In 2007, Spescom narrowed its focus, exiting its interest in the enterprise software sector with the sale of its US operation, Enterprise Informatics, to concentrate on the accelerating global trend towards the convergence of voice, video and data communications.
In 2008, the company introduced Libra Mobile, the first unified system combining mobile and fixed-line telephony recording.

In 2010, the company established NewTelco South Africa in partnership with NewTelco GmbH. NewTelco SA is a carrier neutral co-location service provider for local, regional and international carriers in South Africa. In mid-2010, the company established an office in Kampala, Uganda from which to launch its entry into East Africa. Today, Spescom is a major supplier to large African communication organisations including Telkom, Neotel and Sentech public South African and regional television and radio broadcasters; large financial institutions, public sector clients and some of the largest contact centres on the African continent.

Company structure
Spescom's operating divisions are:

Spescom DataFusion
Spescom DataFusion provides contact centre and enterprise telephony technology and services to medium and large organisations. It offers integrated business communication systems, hosted and managed services, system engineering and custom integration, support and SLA services, and training.

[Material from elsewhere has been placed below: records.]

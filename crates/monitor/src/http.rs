use std::time::Duration;

use async_trait::async_trait;
use darkux_guard::config::SourceConfig;
use darkux_guard::page::PageModel;
use darkux_guard::{FetchFailure, Target};
use reqwest::StatusCode;
use tracing::debug;
use url::Url;

use crate::html;
use crate::source::PageSource;

const DEFAULT_USER_AGENT: &str = concat!("darkux-guard/", env!("CARGO_PKG_VERSION"));

/// Fetches live pages over HTTP and snapshots the returned markup.
pub struct HttpPageSource {
    client: reqwest::Client,
    timeout: Duration,
}

impl HttpPageSource {
    pub fn new(timeout: Duration, user_agent: Option<&str>) -> reqwest::Result<Self> {
        let client = reqwest::Client::builder()
            .timeout(timeout)
            .user_agent(user_agent.unwrap_or(DEFAULT_USER_AGENT))
            .build()?;
        Ok(Self { client, timeout })
    }

    pub fn from_config(config: &SourceConfig) -> reqwest::Result<Self> {
        Self::new(
            Duration::from_secs(config.timeout_secs),
            config.user_agent.as_deref(),
        )
    }

    fn transport_failure(&self, err: reqwest::Error) -> FetchFailure {
        if err.is_timeout() {
            FetchFailure::Timeout(self.timeout)
        } else {
            FetchFailure::Network(err.to_string())
        }
    }
}

#[async_trait]
impl PageSource for HttpPageSource {
    async fn fetch(&self, target: &Target) -> Result<PageModel, FetchFailure> {
        let url = parse_target(target)?;
        debug!(%url, "fetching page");

        let response = self
            .client
            .get(url)
            .send()
            .await
            .map_err(|err| self.transport_failure(err))?;

        classify_status(response.status())?;

        let body = response
            .text()
            .await
            .map_err(|err| self.transport_failure(err))?;
        Ok(html::snapshot(&body))
    }
}

/// Resolve a target to an http(s) URL; bare hosts get `http://`.
pub fn parse_target(target: &Target) -> Result<Url, FetchFailure> {
    let invalid = |reason: String| FetchFailure::InvalidTarget {
        target: target.to_string(),
        reason,
    };

    if target.is_empty() {
        return Err(invalid("empty target".to_string()));
    }
    let url = Url::parse(&target.to_url_string()).map_err(|err| invalid(err.to_string()))?;
    if url.host_str().is_none_or(str::is_empty) {
        return Err(invalid("missing host".to_string()));
    }
    Ok(url)
}

fn classify_status(status: StatusCode) -> Result<(), FetchFailure> {
    match status.as_u16() {
        401 | 403 | 451 => Err(FetchFailure::Blocked {
            status: status.as_u16(),
        }),
        _ if !status.is_success() => Err(FetchFailure::Status {
            status: status.as_u16(),
            message: status.canonical_reason().unwrap_or("unknown").to_string(),
        }),
        _ => Ok(()),
    }
}
//! Engine-facing snapshot of a rendered page.
//!
//! Page sources produce a [`PageModel`]; detectors only ever read it.

pub mod text;
pub mod types;

pub use text::{normalize_text, truncate_chars};
pub use types::{selector_hint, ComputedStyle, ElementView, PageModel, Rect};
use anyhow::Result;
use darkux_guard::report::DetectionReport;
use darkux_guard_monitor::ScanEvent;
use serde_json::json;

/// One report prints as an object, several as an array.
pub fn print(reports: &[DetectionReport]) -> Result<()> {
    let json = match reports {
        [report] => serde_json::to_string_pretty(report)?,
        _ => serde_json::to_string_pretty(reports)?,
    };
    println!("{json}");
    Ok(())
}

/// One JSON object per line, so a monitor stream can be piped.
pub fn print_event(event: &ScanEvent) -> Result<()> {
    println!("{}", serde_json::to_string(&event_json(event))?);
    Ok(())
}

fn event_json(event: &ScanEvent) -> serde_json::Value {
    json!({
        "sequence": event.sequence,
        "afterStop": event.after_stop,
        "changed": event.changed,
        "report": event.report.as_ref(),
    })
}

Its customers include a large number of South Africa's top 200 companies. Key technology partners include Avaya, with whom it has Platinum Certification; Presence Technology; Spescom DataVoice; and Jacada.

Spescom DataVoice
Spescom DataVoice researches and develops proprietary technology products and systems that record, manage, re-create and analyse voice transactions, as well as software that addresses associated business processes–i.e., performance management, workforce optimisation and quality assurance. Spescom DataVoice's products – which include the Libra and Nexus voice and screen recording systems; Qnique, a performance management and workflow software; and Libra Mobile, a unified mobile and fixed-line recording system – are deployed in the United States, Europe, Middle East and Africa. Its customers include mid-sized and large enterprises, contact centres, trade floors, emergency services, utilities and government. Spescom DataVoice's systems are sold directly as well as through channel partners located in Africa, Europe and the Middle East.

Spescom Media IT
Spescom Media IT provides broadcast industry software, services and enabling technologies and equipment from image capture through to transmission. Its offering includes supply and implementation of relevant technology and equipment, as well as services such as consultation, design, planning, workflow analysis, project management, training, support, repairs and maintenance. Its key technology partners include Sony and Avid. Clients include SABC, Multichoice in South Africa, and Mauritius Broadcast Corporation, Swazi TV and Namibia Broadcast Corporation.

Spescom Telecommunications
Spescom Telecommunications is a systems integrator for fixed and mobile telecommunications network operators; utilities; transportation and government communications backbones; and for carrier network operators' transmission and access networks. Its services include planning, engineering, project management, procurement, logistics, installation, commissioning, testing, support and training. This is enabled by its team who provide services with systems integration, maintenance and migration of transport and access networks, as well as local support. This division counts major network operators and service providers among its customers. Key technology partners include ECI Telecom, Gilat Satellite Networks, Rad Data Communications, RadWin, Ceragon Networks and Light Pointe.

NewTelco South Africa
NewTelco South Africa is a one-stop shop for carrier-neutral co-location services provision created in partnership with NewTelco Gmbh. It provides an independent telecoms hub that offers local, regional and international carriers with a presence in South Africa the opportunity to interconnect with any other carriers subscribed to its hub – in a neutral setting. The hub is currently being built and equipped and will be located at Spescom's Midrand premises in South Africa. Its services launched at the end of 2010.